Sunday 27 December 2015


Norwegians generally have a good press nowadays although people associate them with Vikings and associate Vikings with looting and pillaging things that didn't belong to them.  But, shucks, that's 1000 years ago and neither your ancestors, nor mine, back then would no have had squeaky-clean white gloves by today's standards. It's true I was recently having a bit of a sideways swipe at the Norwegian treatment of children 75 years ago. But again, it's only useful to bring that up if if helps us reflect on the shakiness of our own ethical stance.

It's an anniversary of sorts at this time of year because 24 Dec 1969 was the date of the first discovery of oil under the Norwegian sector of the North Sea.  In the subsequent 40 years, the Norwegian government has prudently used this unexpected windfall to clear the national debt and set in place infrastructure to benefit future generations of Norwegians. In contrast, the British pissed it all away on tax-cuts and a mad spending spree which has all gone up in smoke with containers full of consumer tat (boosting economies at the other end of Asia) and foreign holidays.

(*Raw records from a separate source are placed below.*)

use axum::{extract::State, response::Html};
use std::sync::Arc;
use tracing::error;

use super::auth::AuthUser;
use super::{AppState, views};

/// GET /protected
///
/// A broken store still renders the page, just without the latest anime.
pub async fn protected(
    State(state): State<Arc<AppState>>,
    AuthUser(user): AuthUser,
) -> Html<String> {
    let latest = match state.store.animes().latest().await {
        Ok(latest) => latest,
        Err(e) => {
            error!(error = %e, "Failed to load latest anime");
            None
        }
    };

    Html(views::auth::home(&user.username, latest.as_ref()))
}
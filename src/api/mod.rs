use axum::{
    Router, middleware,
    routing::{get, post},
};
use metrics_exporter_prometheus::PrometheusHandle;
use std::sync::Arc;
use tower_http::services::ServeDir;
use tower_http::trace::TraceLayer;
use tracing::warn;

use crate::config::Config;
use crate::db::{Store, UserRepository};
use crate::services::{CredentialService, FileCredentialService, SessionCodec, session};

mod anime;
pub mod auth;
mod error;
mod form;
mod home;
pub mod method_override;
mod observability;
mod reviews;
mod validation;
pub mod views;

pub use error::ApiError;
pub use form::FormInput;

#[derive(Clone)]
pub struct AppState {
    pub config: Arc<Config>,

    pub store: Store,

    pub credentials: Arc<dyn CredentialService>,

    pub sessions: SessionCodec,

    pub prometheus_handle: Option<PrometheusHandle>,
}

pub async fn create_app_state(
    config: Config,
    prometheus_handle: Option<PrometheusHandle>,
) -> anyhow::Result<Arc<AppState>> {
    let store = Store::open(&config.storage.db_path).await?;
    let users = UserRepository::open(&config.storage.users_path, config.security.clone()).await?;

    let secret = config.auth.jwt_secret.clone().unwrap_or_else(|| {
        warn!("No JWT secret configured, generated a random one. Sessions end on restart.");
        session::generate_secret()
    });
    let sessions = SessionCodec::new(secret.as_bytes(), config.auth.session_ttl_seconds);

    let credentials: Arc<dyn CredentialService> =
        Arc::new(FileCredentialService::new(users, config.auth.clone()));

    Ok(Arc::new(AppState {
        config: Arc::new(config),
        store,
        credentials,
        sessions,
        prometheus_handle,
    }))
}

pub fn router(state: Arc<AppState>) -> Router {
    let public_path = state.config.server.public_path.clone();

    let app = Router::new()
        .merge(create_protected_router())
        .route("/", get(auth::index))
        .route("/login", get(auth::login_page).post(auth::login))
        .route("/register", post(auth::register))
        .route("/logout", post(auth::logout))
        .nest_service("/public", ServeDir::new(public_path))
        .layer(middleware::from_fn_with_state(
            state.clone(),
            auth::resolve_session,
        ))
        .layer(middleware::from_fn(observability::security_headers_middleware))
        .layer(middleware::from_fn(observability::logging_middleware))
        .with_state(state);

    // Overrides must be applied before the inner router picks a route.
    Router::new()
        .fallback_service(app)
        .layer(middleware::from_fn(method_override::method_override))
        .layer(TraceLayer::new_for_http())
}

fn create_protected_router() -> Router<Arc<AppState>> {
    Router::new()
        .route("/protected", get(home::protected))
        .route(
            "/animes",
            get(anime::list_animes).post(anime::create_anime),
        )
        .route("/animes/new", get(anime::new_anime_form))
        .route(
            "/animes/{id}",
            get(anime::get_anime)
                .put(anime::update_anime)
                .delete(anime::delete_anime),
        )
        .route("/animes/{id}/edit", get(anime::edit_anime_form))
        .route(
            "/reviews",
            get(reviews::list_reviews).post(reviews::create_review),
        )
        .route("/reviews/new", get(reviews::new_review_form))
        .route(
            "/reviews/{id}",
            get(reviews::get_review)
                .put(reviews::update_review)
                .delete(reviews::delete_review),
        )
        .route("/reviews/{id}/edit", get(reviews::edit_review_form))
        .route("/metrics", get(observability::get_metrics))
        .route_layer(middleware::from_fn(auth::require_auth))
}
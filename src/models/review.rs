use chrono::{DateTime, Utc};
use serde::{Deserialize, Serialize};
use thiserror::Error;

use super::anime::Anime;
use super::fields::Fields;
use crate::constants::reviews::{ANONYMOUS_AUTHOR, MAX_RATING, MIN_RATING, MIN_TITLE_LEN};

#[derive(Debug, Clone, PartialEq, Serialize, Deserialize)]
#[serde(rename_all = "camelCase")]
pub struct Review {
    pub id: u32,
    pub anime_id: u32,
    #[serde(default)]
    pub author: String,
    #[serde(default, deserialize_with = "super::lenient::whole_u8")]
    pub rating: u8,
    #[serde(default)]
    pub title: String,
    #[serde(default)]
    pub content: String,
    pub created_at: DateTime<Utc>,
}

/// Why a review write was refused. Checks run in declaration order.
#[derive(Debug, Clone, Copy, PartialEq, Eq, Error)]
pub enum Rejection {
    #[error("Invalid anime")]
    InvalidAnime,

    #[error("Title too short")]
    TitleTooShort,

    #[error("Rating must be between 0 and 10")]
    RatingOutOfRange,
}

/// Validated review input. `None` means the field was not submitted.
#[derive(Debug, Clone, PartialEq, Eq)]
pub struct ReviewInput {
    pub anime_id: u32,
    pub author: Option<String>,
    pub rating: Option<u8>,
    pub title: Option<String>,
    pub content: Option<String>,
}

impl ReviewInput {
    pub fn for_create(fields: &Fields, animes: &[Anime]) -> Result<Self, Rejection> {
        let anime_id = resolve_anime(fields, animes)?;

        let title = fields.text("title").unwrap_or_default().trim().to_string();
        if title.chars().count() < MIN_TITLE_LEN {
            return Err(Rejection::TitleTooShort);
        }

        let rating = coerce_rating(fields.text("rating").as_deref().unwrap_or_default())?;

        Ok(Self {
            anime_id,
            author: Some(fields.text("author").unwrap_or_default()),
            rating: Some(rating),
            title: Some(title),
            content: Some(fields.text("content").unwrap_or_default()),
        })
    }

    /// Same as [`Self::for_create`] except the title length is not enforced
    /// and omitted fields are left for [`Review::apply`] to keep.
    pub fn for_update(fields: &Fields, animes: &[Anime]) -> Result<Self, Rejection> {
        let anime_id = resolve_anime(fields, animes)?;
        let rating = fields
            .text("rating")
            .map(|raw| coerce_rating(&raw))
            .transpose()?;

        Ok(Self {
            anime_id,
            author: fields.text("author"),
            rating,
            title: fields.text("title").map(|t| t.trim().to_string()),
            content: fields.text("content"),
        })
    }
}

fn resolve_anime(fields: &Fields, animes: &[Anime]) -> Result<u32, Rejection> {
    let raw = fields.text("animeId").unwrap_or_default();
    if raw.is_empty() {
        return Err(Rejection::InvalidAnime);
    }
    animes
        .iter()
        .find(|anime| anime.id.to_string() == raw)
        .map(|anime| anime.id)
        .ok_or(Rejection::InvalidAnime)
}

#[allow(clippy::cast_possible_truncation, clippy::cast_sign_loss)]
fn coerce_rating(raw: &str) -> Result<u8, Rejection> {
    let value = super::fields::parse_number(raw).unwrap_or(0.0);
    if !(f64::from(MIN_RATING)..=f64::from(MAX_RATING)).contains(&value) {
        return Err(Rejection::RatingOutOfRange);
    }
    Ok(value.trunc() as u8)
}

fn author_or_anonymous(author: &str) -> String {
    let trimmed = author.trim();
    if trimmed.is_empty() {
        ANONYMOUS_AUTHOR.to_string()
    } else {
        trimmed.to_string()
    }
}

impl Review {
    #[must_use]
    pub fn new(id: u32, input: ReviewInput, created_at: DateTime<Utc>) -> Self {
        let mut review = Self {
            id,
            anime_id: input.anime_id,
            author: ANONYMOUS_AUTHOR.to_string(),
            rating: 0,
            title: String::new(),
            content: String::new(),
            created_at,
        };
        review.apply(input);
        review
    }

    /// `created_at` is never touched.
    pub fn apply(&mut self, input: ReviewInput) {
        self.anime_id = input.anime_id;
        if let Some(author) = input.author {
            self.author = author_or_anonymous(&author);
        }
        if let Some(rating) = input.rating {
            self.rating = rating;
        }
        if let Some(title) = input.title {
            self.title = title;
        }
        if let Some(content) = input.content {
            self.content = content;
        }
    }

    /// Both filters must hold when given. `needle` must already be lowercased.
    #[must_use]
    pub fn matches(&self, anime_id: Option<&str>, needle: Option<&str>) -> bool {
        if let Some(anime_id) = anime_id
            && self.anime_id.to_string() != anime_id
        {
            return false;
        }
        needle.is_none_or(|needle| {
            self.title.to_lowercase().contains(needle)
                || self.author.to_lowercase().contains(needle)
        })
    }
}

This month has seen a crowd-sourced social-media driven give-away from Norway to Finland which is kind of daft and kind of sweet.  As Hitchhiker fans will know, Norway is particularly rich in fjords; it has a helluva lot of mountains too. When Finland was established as an independent republic, they surveyed their borders with Sweden, Norway and Russia.  Obviously they had to liaise with their opposite numbers in those other countries so that everyone knew where to pay their taxes.  We've seen that casual surveying, or too much arm-waving at peace conference tables, or allowing medieval peculiarities of land-holding to endure can cause all sorts of problems: Baarle; Point Roberts; Berlin; Cooch Behar; Palestine; Llivia.  It turns out that at a prominence called Halti, the boundary between Finland and Norway skirts across the shoulder of the mountain peak rather than going to the top.  Nobody is quite sure why it turned out like that. 
But the current Norwegian folk-movement wants to cede 1.5 hectares of sovereign Norwegian territory to Finland as a present to celebrate Finland's centenary as a nation. Finns tend to celebrate 6th December 1917 as the date the country secured independence from proto-Soviet Russia. Although that ignores a bitter and protracted civil war that ran more or less at the same time Ireland was having its own internecine melt-down. ANNyway, if that is the date, the Norwegians have just under 2 years to get their act of the generous hand together. One of the things that stokes the Norwegians is that the transfer of this sliver of tundra will give Finland its highest point above sea-level. They are as short on mountains as Norway is short on lakes.

This will be a tiny symbolic redress for a major loss of territory that Finland suffered after the mess of WWII. In 1920 at the Treaty of Tartu, it was agreed that Finland would have direct access to the Arctic Ocean at Pechenga. The province of Petsamo Petsamon lääni, was ceded back to Russia under duress  in 1944.  That was small potatoes compared to the loss of the heartland of Karelia down in the South at the same time. You may want to listen to the Karelia Suite by Sibelius, in sympathy.